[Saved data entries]
****

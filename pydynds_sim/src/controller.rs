//! Simulation controller - the single external entry point.
//!
//! Wires the three workers together, drives their lifecycle with broadcast
//! control requests and proxies state queries.
//!
//! ```text
//!                 ┌────────── SimulationController ──────────┐
//!                 │  STOPPED ─setup─► SETUP ─start─► RUNNING │
//!                 │     ▲               │     pause ▲  │     │
//!                 │     └─────stop──────┘    resume │  ▼     │
//!                 │                               PAUSED     │
//!                 └──────┬──────────────┬──────────────┬─────┘
//!                  control│        control│        control│
//!                     ┌───▼───┐  stats ┌──▼────┐  view ┌──▼──────┐
//!                     │ Model │◄───────│ Algo  │──────►│Simulator│
//!                     └───┬───┘        └───────┘       └────▲────┘
//!                         └────────── cycle feed ───────────┘
//! ```

use crate::algorithm::{AlgorithmArgs, AlgorithmWorker};
use crate::config::SimConfig;
use crate::error::SimError;
use crate::model::{ModelSettings, ModelWorker};
use crate::registry::AlgorithmRegistry;
use crate::simulator::SimulatorWorker;

use pydynds_core::DynDcop;
use pydynds_env::{
    control_channel, spawn_worker, view_channel, ControlLink, ControlPort, ControlRequest,
    DcopSnapshot, ModelProgress, StatsSnapshot, ViewLink, ViewPort, WorkerHandle,
};
use std::fmt;
use std::sync::Arc;
use tracing::{debug, info, info_span, warn, Span};
use uuid::Uuid;

/// Lifecycle state of the controller.
#[derive(Debug, Clone, Copy, PartialEq, Eq, Hash)]
pub enum ControllerState {
    Stopped,
    Setup,
    Running,
    Paused,
}

impl fmt::Display for ControllerState {
    fn fmt(&self, f: &mut fmt::Formatter<'_>) -> fmt::Result {
        let name = match self {
            ControllerState::Stopped => "STOPPED",
            ControllerState::Setup => "SETUP",
            ControllerState::Running => "RUNNING",
            ControllerState::Paused => "PAUSED",
        };
        f.write_str(name)
    }
}

/// Lifecycle calls accepted by the controller.
#[derive(Debug, Clone, Copy, PartialEq, Eq, Hash)]
pub enum Command {
    Setup,
    Start,
    Stop,
    Pause,
    Resume,
}

impl Command {
    pub fn name(&self) -> &'static str {
        match self {
            Command::Setup => "setup",
            Command::Start => "start",
            Command::Stop => "stop",
            Command::Pause => "pause",
            Command::Resume => "resume",
        }
    }

    pub fn all() -> [Command; 5] {
        [
            Command::Setup,
            Command::Start,
            Command::Stop,
            Command::Pause,
            Command::Resume,
        ]
    }
}
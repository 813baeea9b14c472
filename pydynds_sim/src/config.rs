//! Simulation configuration.

use pydynds_env::SupervisorConfig;
use std::time::Duration;

/// Timing and seeding knobs shared by the controller and its workers.
#[derive(Debug, Clone)]
pub struct SimConfig {
    /// Bound on each control-loop wake wait
    pub control_wait: Duration,

    /// Bound on any cross-worker round trip
    pub round_trip_timeout: Duration,

    /// Bound on waiting for a domain loop to park after PAUSE
    pub pause_ack_timeout: Duration,

    /// How long `stop` waits for a worker to exit before aborting it
    pub stop_grace: Duration,

    /// Pause between two Model updates
    pub model_poll_interval: Duration,

    /// Pause between two Algorithm cycles (zero = just yield)
    pub algorithm_cycle_interval: Duration,

    /// Seed handed to randomized algorithms
    pub seed: u64,
}

impl Default for SimConfig {
    fn default() -> Self {
        Self {
            control_wait: Duration::from_secs(1),
            round_trip_timeout: Duration::from_secs(2),
            pause_ack_timeout: Duration::from_secs(2),
            stop_grace: Duration::from_secs(1),
            model_poll_interval: Duration::from_millis(5),
            algorithm_cycle_interval: Duration::from_millis(1),
            seed: 42,
        }
    }
}

impl SimConfig {
    /// Sets the control-loop wake wait.
    pub fn with_control_wait(mut self, wait: Duration) -> Self {
        self.control_wait = wait;
        self
    }

    /// Sets the round-trip timeout.
    pub fn with_round_trip_timeout(mut self, timeout: Duration) -> Self {
        self.round_trip_timeout = timeout;
        self
    }

    /// Sets the pause acknowledgement timeout.
    pub fn with_pause_ack_timeout(mut self, timeout: Duration) -> Self {
        self.pause_ack_timeout = timeout;
        self
    }

    /// Sets the stop grace period.
    pub fn with_stop_grace(mut self, grace: Duration) -> Self {
        self.stop_grace = grace;
        self
    }

    /// Sets the Model poll interval.
    pub fn with_model_poll_interval(mut self, interval: Duration) -> Self {
        self.model_poll_interval = interval;
        self
    }

    /// Sets the Algorithm cycle interval.
    pub fn with_algorithm_cycle_interval(mut self, interval: Duration) -> Self {
        self.algorithm_cycle_interval = interval;
        self
    }

    /// Sets the seed.
    pub fn with_seed(mut self, seed: u64) -> Self {
        self.seed = seed;
        self
    }

    /// Supervisor settings derived from this config.
    pub fn supervisor(&self) -> SupervisorConfig {
        SupervisorConfig {
            control_wait: self.control_wait,
            pause_ack_timeout: self.pause_ack_timeout,
        }
    }

    /// Short timeouts for tests and interactive runs.
    pub fn fast() -> Self {
        Self::default()
            .with_control_wait(Duration::from_millis(20))
            .with_round_trip_timeout(Duration::from_millis(500))
            .with_pause_ack_timeout(Duration::from_millis(500))
            .with_stop_grace(Duration::from_millis(200))
            .with_model_poll_interval(Duration::from_millis(2))
    }
}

****

Using the records above, say how many lines contain the word "ControllerState". Write the number alone.

[OUTPUT OF THE EXERCISE] 6